- [Input records]
================
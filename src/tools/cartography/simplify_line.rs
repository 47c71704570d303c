use crate::tools::*;

/// Simplifies lines by removing extraneous bends and small intrusions while
/// preserving their essential shape.
pub struct SimplifyLine {
    name: String,
    display_name: String,
    description: String,
    toolbox: String,
    alias: String,
    parameters: Vec<ToolParameter>,
    valid_environments: Vec<EnvironmentKey>,
    example_usage: String,
}

impl SimplifyLine {
    pub fn new() -> SimplifyLine {
        // public constructor
        let name = "SimplifyLine".to_string();
        let display_name = "Simplify Line".to_string();
        let toolbox = "Cartography".to_string();
        let alias = "cartography".to_string();
        let description =
            "Simplifies lines by removing relatively extraneous vertices and bends.".to_string();

        let mut parameters = vec![];
        parameters.push(ToolParameter {
            name: "Input Features".to_owned(),
            flags: vec!["-i".to_owned(), "--in_features".to_owned()],
            description: "The line features to simplify.".to_owned(),
            parameter_type: ParameterType::FeatureLayer(GeometryType::Line),
            direction: ParameterDirection::Required,
            default_value: None,
        });

        parameters.push(ToolParameter {
            name: "Output Feature Class".to_owned(),
            flags: vec!["-o".to_owned(), "--out_feature_class".to_owned()],
            description: "The simplified line feature class to create.".to_owned(),
            parameter_type: ParameterType::FeatureClass(GeometryType::Line),
            direction: ParameterDirection::Required,
            default_value: None,
        });

        parameters.push(ToolParameter {
            name: "Simplification Algorithm".to_owned(),
            flags: vec!["--algorithm".to_owned()],
            description: "The simplification algorithm.".to_owned(),
            parameter_type: ParameterType::CodedValue(CodedValueDomain::new(
                "algorithm",
                &[
                    ("POINT_REMOVE", "Retain critical points (Douglas-Peucker)"),
                    ("BEND_SIMPLIFY", "Retain critical bends (Wang-Mueller)"),
                    ("WEIGHTED_AREA", "Retain weighted effective areas (Zhou-Jones)"),
                ],
            )),
            direction: ParameterDirection::Optional,
            default_value: Some("POINT_REMOVE".to_owned()),
        });

        parameters.push(ToolParameter {
            name: "Simplification Tolerance".to_owned(),
            flags: vec!["--tolerance".to_owned()],
            description: "The degree of simplification; larger values simplify more.".to_owned(),
            parameter_type: ParameterType::LinearUnit,
            direction: ParameterDirection::Required,
            default_value: None,
        });

        parameters.push(ToolParameter {
            name: "Topological Error Handling".to_owned(),
            flags: vec!["--error_option".to_owned()],
            description: "How topological errors introduced by simplification are handled."
                .to_owned(),
            parameter_type: ParameterType::CodedValue(CodedValueDomain::new(
                "error_option",
                &[
                    ("NO_CHECK", "Do not check for topological errors"),
                    ("FLAG_ERRORS", "Flag topological errors"),
                    ("RESOLVE_ERRORS", "Resolve topological errors"),
                ],
            )),
            direction: ParameterDirection::Optional,
            default_value: Some("RESOLVE_ERRORS".to_owned()),
        });

        parameters.push(ToolParameter {
            name: "Keep Collapsed Points".to_owned(),
            flags: vec!["--collapsed_point_option".to_owned()],
            description:
                "Whether lines collapsed to zero length become points in a derived output."
                    .to_owned(),
            parameter_type: ParameterType::Boolean,
            direction: ParameterDirection::Optional,
            default_value: Some("true".to_owned()),
        });

        parameters.push(ToolParameter {
            name: "Output Points".to_owned(),
            flags: vec![],
            description: "A point feature class holding collapsed zero-length lines.".to_owned(),
            parameter_type: ParameterType::FeatureClass(GeometryType::Point),
            direction: ParameterDirection::Derived,
            default_value: None,
        });

        let valid_environments = vec![
            EnvironmentKey::Workspace,
            EnvironmentKey::ScratchWorkspace,
            EnvironmentKey::Extent,
            EnvironmentKey::OutputCoordinateSystem,
            EnvironmentKey::CartographicPartitions,
            EnvironmentKey::XyResolution,
            EnvironmentKey::XyTolerance,
            EnvironmentKey::ParallelProcessingFactor,
        ];

        let usage = example_usage(
            &name,
            "-i=contours -o=gis.gdb/contours_simplified --algorithm=BEND_SIMPLIFY --tolerance='50 Meters'",
        );

        SimplifyLine {
            name: name,
            display_name: display_name,
            description: description,
            toolbox: toolbox,
            alias: alias,
            parameters: parameters,
            valid_environments: valid_environments,
            example_usage: usage,
        }
    }
}

impl GeoprocessingTool for SimplifyLine {
    fn get_source_file(&self) -> String {
        String::from(file!())
    }

    fn get_tool_name(&self) -> String {
        self.name.clone()
    }

    fn get_display_name(&self) -> String {
        self.display_name.clone()
    }

    fn get_tool_description(&self) -> String {
        self.description.clone()
    }

    fn get_toolbox(&self) -> String {
        self.toolbox.clone()
    }

    fn get_alias(&self) -> String {
        self.alias.clone()
    }

    fn parameters(&self) -> &[ToolParameter] {
        &self.parameters
    }

    fn valid_environments(&self) -> &[EnvironmentKey] {
        &self.valid_environments
    }

    fn get_example_usage(&self) -> String {
        self.example_usage.clone()
    }
}
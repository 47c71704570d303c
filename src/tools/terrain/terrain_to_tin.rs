use crate::tools::*;

/// Converts a terrain dataset into a triangulated irregular network.
pub struct TerrainToTin {
    name: String,
    display_name: String,
    description: String,
    toolbox: String,
    alias: String,
    parameters: Vec<ToolParameter>,
    valid_environments: Vec<EnvironmentKey>,
    example_usage: String,
}

impl TerrainToTin {
    pub fn new() -> TerrainToTin {
        // public constructor
        let name = "TerrainToTin".to_string();
        let display_name = "Terrain To TIN".to_string();
        let toolbox = "Terrain Dataset".to_string();
        let alias = "3d".to_string();
        let description =
            "Converts a terrain dataset into a triangulated irregular network.".to_string();

        let mut parameters = vec![];
        parameters.push(ToolParameter {
            name: "Input Terrain".to_owned(),
            flags: vec!["-i".to_owned(), "--in_terrain".to_owned()],
            description: "The terrain dataset to convert.".to_owned(),
            parameter_type: ParameterType::TerrainDataset,
            direction: ParameterDirection::Required,
            default_value: None,
        });

        parameters.push(ToolParameter {
            name: "Output TIN".to_owned(),
            flags: vec!["-o".to_owned(), "--out_tin".to_owned()],
            description: "The TIN dataset to create.".to_owned(),
            parameter_type: ParameterType::TinDataset,
            direction: ParameterDirection::Required,
            default_value: None,
        });

        parameters.push(ToolParameter {
            name: "Pyramid Level Resolution".to_owned(),
            flags: vec!["--pyramid_level_resolution".to_owned()],
            description:
                "The resolution of the pyramid level to convert. Zero means full resolution."
                    .to_owned(),
            parameter_type: ParameterType::Double,
            direction: ParameterDirection::Optional,
            default_value: Some("0".to_owned()),
        });

        parameters.push(ToolParameter {
            name: "Maximum Number of Nodes".to_owned(),
            flags: vec!["--max_nodes".to_owned()],
            description: "The maximum number of nodes permitted in the output TIN.".to_owned(),
            parameter_type: ParameterType::Long,
            direction: ParameterDirection::Optional,
            default_value: Some("5000000".to_owned()),
        });

        parameters.push(ToolParameter {
            name: "Clip to Extent".to_owned(),
            flags: vec!["--clip_to_extent".to_owned()],
            description: "Clips the output TIN to the analysis extent.".to_owned(),
            parameter_type: ParameterType::Boolean,
            direction: ParameterDirection::Optional,
            default_value: Some("true".to_owned()),
        });

        let valid_environments = vec![
            EnvironmentKey::Workspace,
            EnvironmentKey::ScratchWorkspace,
            EnvironmentKey::Extent,
            EnvironmentKey::OutputCoordinateSystem,
            EnvironmentKey::XyResolution,
            EnvironmentKey::XyTolerance,
            EnvironmentKey::ZResolution,
            EnvironmentKey::ZTolerance,
            EnvironmentKey::AutoCommit,
        ];

        let usage = example_usage(
            &name,
            "--in_terrain=gis.gdb/elevation/terrain -o=elev_tin --pyramid_level_resolution=5 --max_nodes=1000000",
        );

        TerrainToTin {
            name: name,
            display_name: display_name,
            description: description,
            toolbox: toolbox,
            alias: alias,
            parameters: parameters,
            valid_environments: valid_environments,
            example_usage: usage,
        }
    }
}

impl GeoprocessingTool for TerrainToTin {
    fn get_source_file(&self) -> String {
        String::from(file!())
    }

    fn get_tool_name(&self) -> String {
        self.name.clone()
    }

    fn get_display_name(&self) -> String {
        self.display_name.clone()
    }

    fn get_tool_description(&self) -> String {
        self.description.clone()
    }

    fn get_toolbox(&self) -> String {
        self.toolbox.clone()
    }

    fn get_alias(&self) -> String {
        self.alias.clone()
    }

    fn parameters(&self) -> &[ToolParameter] {
        &self.parameters
    }

    fn valid_environments(&self) -> &[EnvironmentKey] {
        &self.valid_environments
    }

    fn get_example_usage(&self) -> String {
        self.example_usage.clone()
    }
}
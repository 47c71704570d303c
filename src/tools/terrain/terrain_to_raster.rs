use crate::tools::*;

/// Interpolates a raster surface from a terrain dataset. The pyramid level
/// used for interpolation controls the trade-off between fidelity and speed.
pub struct TerrainToRaster {
    name: String,
    display_name: String,
    description: String,
    toolbox: String,
    alias: String,
    parameters: Vec<ToolParameter>,
    valid_environments: Vec<EnvironmentKey>,
    example_usage: String,
}

impl TerrainToRaster {
    pub fn new() -> TerrainToRaster {
        // public constructor
        let name = "TerrainToRaster".to_string();
        let display_name = "Terrain To Raster".to_string();
        let toolbox = "Terrain Dataset".to_string();
        let alias = "3d".to_string();
        let description = "Interpolates a raster surface from a terrain dataset.".to_string();

        let mut parameters = vec![];
        parameters.push(ToolParameter {
            name: "Input Terrain".to_owned(),
            flags: vec!["-i".to_owned(), "--in_terrain".to_owned()],
            description: "The terrain dataset to rasterize.".to_owned(),
            parameter_type: ParameterType::TerrainDataset,
            direction: ParameterDirection::Required,
            default_value: None,
        });

        parameters.push(ToolParameter {
            name: "Output Raster".to_owned(),
            flags: vec!["-o".to_owned(), "--out_raster".to_owned()],
            description: "The raster dataset to create.".to_owned(),
            parameter_type: ParameterType::RasterDataset,
            direction: ParameterDirection::Required,
            default_value: None,
        });

        parameters.push(ToolParameter {
            name: "Output Data Type".to_owned(),
            flags: vec!["--data_type".to_owned()],
            description: "The cell value type of the output raster.".to_owned(),
            parameter_type: ParameterType::CodedValue(CodedValueDomain::new(
                "data_type",
                &[
                    ("FLOAT", "32-bit floating point cells"),
                    ("INT", "32-bit integer cells"),
                ],
            )),
            direction: ParameterDirection::Optional,
            default_value: Some("FLOAT".to_owned()),
        });

        parameters.push(ToolParameter {
            name: "Method".to_owned(),
            flags: vec!["--method".to_owned()],
            description: "The interpolation method used to derive cell values.".to_owned(),
            parameter_type: ParameterType::CodedValue(CodedValueDomain::new(
                "method",
                &[
                    ("LINEAR", "Linear interpolation across triangles"),
                    ("NATURAL_NEIGHBORS", "Natural neighbors interpolation"),
                ],
            )),
            direction: ParameterDirection::Optional,
            default_value: Some("LINEAR".to_owned()),
        });

        parameters.push(ToolParameter {
            name: "Sampling Distance".to_owned(),
            flags: vec!["--sample_distance".to_owned()],
            description:
                "The sampling method and cell size, for example 'CELLSIZE 10' or 'OBSERVATIONS 250'."
                    .to_owned(),
            parameter_type: ParameterType::String,
            direction: ParameterDirection::Optional,
            default_value: None,
        });

        parameters.push(ToolParameter {
            name: "Pyramid Level Resolution".to_owned(),
            flags: vec!["--pyramid_level_resolution".to_owned()],
            description:
                "The resolution of the pyramid level to interpolate from. Zero means full resolution."
                    .to_owned(),
            parameter_type: ParameterType::Double,
            direction: ParameterDirection::Optional,
            default_value: Some("0".to_owned()),
        });

        let valid_environments = vec![
            EnvironmentKey::Workspace,
            EnvironmentKey::ScratchWorkspace,
            EnvironmentKey::Extent,
            EnvironmentKey::CellSize,
            EnvironmentKey::SnapRaster,
            EnvironmentKey::OutputCoordinateSystem,
            EnvironmentKey::Compression,
            EnvironmentKey::Pyramid,
            EnvironmentKey::Nodata,
            EnvironmentKey::TileSize,
            EnvironmentKey::ParallelProcessingFactor,
        ];

        let usage = example_usage(
            &name,
            "--in_terrain=gis.gdb/elevation/terrain -o=elev10m.tif --method=NATURAL_NEIGHBORS --sample_distance='CELLSIZE 10'",
        );

        TerrainToRaster {
            name: name,
            display_name: display_name,
            description: description,
            toolbox: toolbox,
            alias: alias,
            parameters: parameters,
            valid_environments: valid_environments,
            example_usage: usage,
        }
    }
}

impl GeoprocessingTool for TerrainToRaster {
    fn get_source_file(&self) -> String {
        String::from(file!())
    }

    fn get_tool_name(&self) -> String {
        self.name.clone()
    }

    fn get_display_name(&self) -> String {
        self.display_name.clone()
    }

    fn get_tool_description(&self) -> String {
        self.description.clone()
    }

    fn get_toolbox(&self) -> String {
        self.toolbox.clone()
    }

    fn get_alias(&self) -> String {
        self.alias.clone()
    }

    fn parameters(&self) -> &[ToolParameter] {
        &self.parameters
    }

    fn valid_environments(&self) -> &[EnvironmentKey] {
        &self.valid_environments
    }

    fn get_example_usage(&self) -> String {
        self.example_usage.clone()
    }
}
================
- [Task to carry out]
State the number of lines in the records that include the string "FeatureClass", without any other words.

- [Answer to this task]
2